Some of the concerns expressed by blind advocates over Daredevil mirror the complaints of ethnic groups and groups with various disabilities or conditions that feel unrepresented or stereotyped in television and film.
Kingpin, NBC's recent miniseries about a Mexican drug cartel, outraged several Hispanic groups. The movie Kangaroo Jack upset the Epilepsy Foundation with some references to epileptics. In 2001, the Immune Deficiency Foundation urged Disney, parent company of Touchstone Pictures (and ABCNEWS) , not to release the comedy Bubble Boy because of its depiction of a person born with a rare immune deficiency disease.

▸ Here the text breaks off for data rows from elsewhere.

//! Module wave: auxiliary contracts deployed after the primary contract.
//!
//! Module `i` of the requested list is created at
//! `max(live nonces at wave start) + i` on every chain, so each module lands
//! at the same address everywhere. Chains run concurrently; on one chain the
//! modules are deployed in list order under a single nonce lease.

use crate::error::DeployError;
use crate::orchestrator::{ChainJob, DeploymentOrchestrator};
use alloy::primitives::{Address, Bytes};
use deployer_rpc::Connection;
use deployer_types::{
	AddressAgreement, ChainId, DeploymentResult, ModuleCatalogue, ModuleError, ModulePlan,
	ModuleReport, ModuleSpec,
};
use std::collections::HashMap;
use std::time::Duration;
use tracing::{info, warn};

/// A planned module wave.
#[derive(Debug, Clone)]
pub struct ModuleWave {
	pub plan: ModulePlan,
	/// Chains whose nonce was read at wave start.
	pub chains: Vec<ChainId>,
	/// Chains left out of the wave.
	pub failures: Vec<DeploymentResult>,
}

pub struct ModuleDeploymentOrchestrator {
	deployments: DeploymentOrchestrator,
	catalogue: ModuleCatalogue,
	settle_delay: Duration,
}

impl ModuleDeploymentOrchestrator {
	pub fn new(
		deployments: DeploymentOrchestrator,
		catalogue: ModuleCatalogue,
		settle_delay: Duration,
	) -> Self {
		Self {
			deployments,
			catalogue,
			settle_delay,
		}
	}

	pub fn catalogue(&self) -> &ModuleCatalogue {
		&self.catalogue
	}

	/// Resolves the requested module types against the catalogue.
	///
	/// Unknown types and missing bytecode are rejected here, before any
	/// transaction is sent.
	pub fn resolve(
		&self,
		requested: &[String],
		init_codes: &HashMap<String, Bytes>,
	) -> Result<Vec<ModuleSpec>, DeployError> {
		let specs = self.catalogue.validate_requested(requested)?;
		for spec in &specs {
			let present = init_codes
				.get(&spec.module_type)
				.is_some_and(|code| !code.is_empty());
			if !present {
				return Err(ModuleError::MissingInitCode(spec.module_type.clone()).into());
			}
		}
		Ok(specs)
	}

	/// Reads live nonces and schedules the modules from their maximum.
	pub async fn plan(
		&self,
		specs: Vec<ModuleSpec>,
		connections: &[Connection],
	) -> Result<ModuleWave, DeployError> {
		let mut chains = Vec::new();
		let mut failures = Vec::new();
		let mut base_nonce = 0;

		for (chain_id, nonce) in self.deployments.read_nonces(connections).await {
			match nonce {
				Ok(nonce) => {
					base_nonce = base_nonce.max(nonce);
					chains.push(chain_id);
				}
				Err(e) => {
					warn!(chain_id, "Dropping chain from module wave: {}", e);
					failures.push(DeploymentResult::failure(chain_id, e.to_string()));
				}
			}
		}

		if chains.is_empty() {
			return Err(DeployError::NoConnections(
				"no chain reported a nonce for the module wave".to_string(),
			));
		}

		let plan = ModulePlan::new(base_nonce, specs);
		for target in &plan.targets {
			info!(
				module = %target.spec.module_type,
				target_nonce = target.target_nonce,
				"Module scheduled"
			);
		}

		Ok(ModuleWave {
			plan,
			chains,
			failures,
		})
	}

	/// Deploys every planned module on every chain of the wave.
	pub async fn deploy(
		&self,
		wave: &ModuleWave,
		init_codes: &HashMap<String, Bytes>,
		primary: Address,
		connections: &[Connection],
	) -> Vec<ModuleReport> {
		let mut per_chain: Vec<(ChainId, Vec<DeploymentResult>)> = Vec::new();
		let mut handles = Vec::new();

		for &chain_id in &wave.chains {
			let Some(connection) = connections.iter().find(|c| c.chain_id == chain_id).cloned()
			else {
				let missing = wave
					.plan
					.targets
					.iter()
					.map(|_| DeploymentResult::failure(chain_id, "No connection for chain"))
					.collect();
				per_chain.push((chain_id, missing));
				continue;
			};

			let gas = self.deployments.settings().module_gas;
			let jobs: Vec<ChainJob> = wave
				.plan
				.targets
				.iter()
				.map(|target| {
					let bytecode = init_codes
						.get(&target.spec.module_type)
						.cloned()
						.unwrap_or_default();
					ChainJob {
						label: target.spec.contract_name.clone(),
						init_code: target.spec.init_code(
							&bytecode,
							primary,
							chain_id,
							connection.address,
						),
						target_nonce: target.target_nonce,
						gas,
						logo_uri: None,
					}
				})
				.collect();

			let deployments = self.deployments.clone();
			let handle = tokio::spawn(async move {
				let _lease = deployments
					.nonces()
					.lease(connection.address, connection.chain_id)
					.await;
				let mut results = Vec::with_capacity(jobs.len());
				for job in &jobs {
					results.push(deployments.deploy_on_chain(&connection, job).await);
				}
				results
			});
			handles.push((chain_id, handle));
		}

		for (chain_id, handle) in handles {
			let results = match handle.await {
				Ok(results) => results,
				Err(e) => wave
					.plan
					.targets
					.iter()
					.map(|_| {
						DeploymentResult::failure(chain_id, format!("Module task failed: {}", e))
					})
					.collect(),
			};
			per_chain.push((chain_id, results));
		}

		wave.plan
			.targets
			.iter()
			.enumerate()
			.map(|(index, target)| {
				let mut networks: Vec<DeploymentResult> = per_chain
					.iter()
					.filter_map(|(_, results)| results.get(index).cloned())
					.collect();
				networks.extend(wave.failures.iter().cloned());
				module_report(&target.spec, target.target_nonce, networks)
			})
			.collect()
	}

	/// Waits before verification so explorers index the new contracts.
	pub async fn settle(&self) {
		if !self.settle_delay.is_zero() {
			info!("Waiting {:?} before verification", self.settle_delay);
			tokio::time::sleep(self.settle_delay).await;
		}
	}
}

fn module_report(spec: &ModuleSpec, target_nonce: u64, networks: Vec<DeploymentResult>) -> ModuleReport {
	let failed = networks.iter().filter(|r| !r.success).count();
	let (address, error) = match AddressAgreement::from_results(&networks) {
		AddressAgreement::Agreed(address) if failed == 0 => (Some(address), None),
		AddressAgreement::Agreed(address) => (
			Some(address),
			Some(format!("{} of {} chains failed", failed, networks.len())),
		),
		AddressAgreement::Diverged(addresses) => (
			None,
			Some(DeployError::CrossChainDivergence { addresses }.to_string()),
		),
		AddressAgreement::Empty => (None, Some("no chain deployed the module".to_string())),
	};

	if let Some(error) = &error {
		warn!(module = %spec.module_type, "Module wave incomplete: {}", error);
	} else {
		info!(module = %spec.module_type, address = ?address, "Module deployed on all chains");
	}

	ModuleReport {
		module_type: spec.module_type.clone(),
		contract_name: spec.contract_name.clone(),
		target_nonce,
		address,
		success: error.is_none(),
		error,
		networks,
	}
}

#[cfg(test)]
mod tests {
	use super::*;
	use crate::orchestrator::tests::{creations, fillers, harness, init_code, Harness};

	fn modules() -> Vec<String> {
		vec![
			"treasury".to_string(),
			"timelock".to_string(),
			"reader".to_string(),
		]
	}

	fn module_codes() -> HashMap<String, Bytes> {
		modules()
			.into_iter()
			.enumerate()
			.map(|(i, m)| (m, Bytes::from(vec![0x60, i as u8 + 1])))
			.collect()
	}

	fn module_orchestrator(h: &Harness) -> ModuleDeploymentOrchestrator {
		ModuleDeploymentOrchestrator::new(
			h.orchestrator.clone(),
			ModuleCatalogue::builtin(),
			Duration::from_secs(30),
		)
	}

	async fn deploy_primary(h: &Harness) -> Address {
		let outcome = h
			.orchestrator
			.deploy("DLE", init_code(), &h.connections, None)
			.await
			.unwrap();
		match outcome.agreement() {
			AddressAgreement::Agreed(address) => address,
			other => panic!("primary not agreed: {:?}", other),
		}
	}

	#[tokio::test]
	async fn test_modules_land_at_consecutive_nonces() {
		let h = harness(&[1, 2]).await;
		let primary = deploy_primary(&h).await;
		let modules_orchestrator = module_orchestrator(&h);

		let specs = modules_orchestrator
			.resolve(&modules(), &module_codes())
			.unwrap();
		let wave = modules_orchestrator
			.plan(specs, &h.connections)
			.await
			.unwrap();
		assert_eq!(wave.plan.base_nonce, 1);

		let reports = modules_orchestrator
			.deploy(&wave, &module_codes(), primary, &h.connections)
			.await;
		assert_eq!(reports.len(), 3);

		for (offset, report) in reports.iter().enumerate() {
			let nonce = 1 + offset as u64;
			let expected = h.sender.create(nonce);
			assert!(report.success, "{:?}", report.error);
			assert_eq!(report.target_nonce, nonce);
			assert_eq!(report.address, Some(expected));
			assert_ne!(report.address, Some(primary));
			assert_eq!(report.networks.len(), 2);
			assert!(report.networks.iter().all(|r| r.address == Some(expected)));
		}
		assert_eq!(reports[0].module_type, "treasury");
		assert_eq!(reports[0].contract_name, "TreasuryModule");

		// Treasury arguments embed the chain id, yet the address is shared.
		let treasury_inputs: Vec<Bytes> = h
			.chains
			.iter()
			.map(|chain| {
				creations(chain, h.sender)
					.into_iter()
					.find(|s| s.tx.nonce == 1)
					.unwrap()
					.tx
					.input
			})
			.collect();
		assert_ne!(treasury_inputs[0], treasury_inputs[1]);
	}

	#[tokio::test]
	async fn test_wave_base_is_global_max() {
		let h = harness(&[1, 2]).await;
		let primary = deploy_primary(&h).await;
		h.chains[1].advance_nonce(h.sender, 3);
		let modules_orchestrator = module_orchestrator(&h);

		let requested = vec!["timelock".to_string()];
		let specs = modules_orchestrator
			.resolve(&requested, &module_codes())
			.unwrap();
		let wave = modules_orchestrator
			.plan(specs, &h.connections)
			.await
			.unwrap();
		assert_eq!(wave.plan.target_nonce("timelock"), Some(4));

		let reports = modules_orchestrator
			.deploy(&wave, &module_codes(), primary, &h.connections)
			.await;
		assert!(reports[0].success);
		assert_eq!(reports[0].networks[0].fillers_sent, 3);
		assert_eq!(reports[0].networks[1].fillers_sent, 0);
		assert_eq!(fillers(&h.chains[0], h.sender).len(), 3);
	}

	#[tokio::test]
	async fn test_unknown_module_rejected_before_any_send() {
		let h = harness(&[1]).await;
		let modules_orchestrator = module_orchestrator(&h);

		let requested = vec!["treasury".to_string(), "bogus".to_string()];
		let err = modules_orchestrator
			.resolve(&requested, &module_codes())
			.unwrap_err();
		assert!(err.to_string().contains("Unknown module type: bogus"));

		let mut codes = module_codes();
		codes.remove("reader");
		let err = modules_orchestrator.resolve(&modules(), &codes).unwrap_err();
		assert!(err.to_string().contains("reader"));

		assert!(h.chains[0].sent().is_empty());
	}

	#[tokio::test(start_paused = true)]
	async fn test_settle_waits_configured_delay() {
		let h = harness(&[1]).await;
		let modules_orchestrator = module_orchestrator(&h);

		let start = tokio::time::Instant::now();
		modules_orchestrator.settle().await;
		assert!(start.elapsed() >= Duration::from_secs(30));
	}
}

"Whenever you're a member of a certain ethnic group or gender or whatever group that isn't normally seen on television or in film, any single depiction carries all this weight," said Robert Thompson, director of the Center for the Study of Popular Television at Syracuse University.
"One of the big problems with Amos-n-Andy when it first came on television [in the 1950s] was that that was pretty much it," he said. "That was pretty much the only experience many people had of African-Americans. No one complains that Homer Simpson is a white European-American who is stupid and overweight because there are a number of other portrayals out there where you have them as heroes, doctors and everything you can think of."
From Mr. Van Ranseleer to Geordi
Major blind characters have been few and far between in film and television. Last year, Emily Watson played the shy, blind love interest of a serial killer who nearly made her one of his victims in the movie Red Dragon, the prequel to Silence of the Lambs. Perhaps the most realistic portrayal of a blind person was Al Pacino's Oscar-winning performance in 1992's Scent of a Woman.
On television, Jake (Alex Desert), the blind owner of a local newsstand, is one of the most popular characters on CBS' Becker. Star Trek: The Next Generation featured LeVar Burton as Lt. Cmdr. Geordi La Forge, who flew the starship Enterprise with the help of a high-tech visor he wore and electronic implants. The 1971 series Longstreet focused on a blind detective played by actor/producer James Franciscus, while Bill Quinn provided wit and wisdom as the blind, elderly bar patron Mr. Van Ranseleer on Archie Bunker's Place in the late 1970s and early 1980s.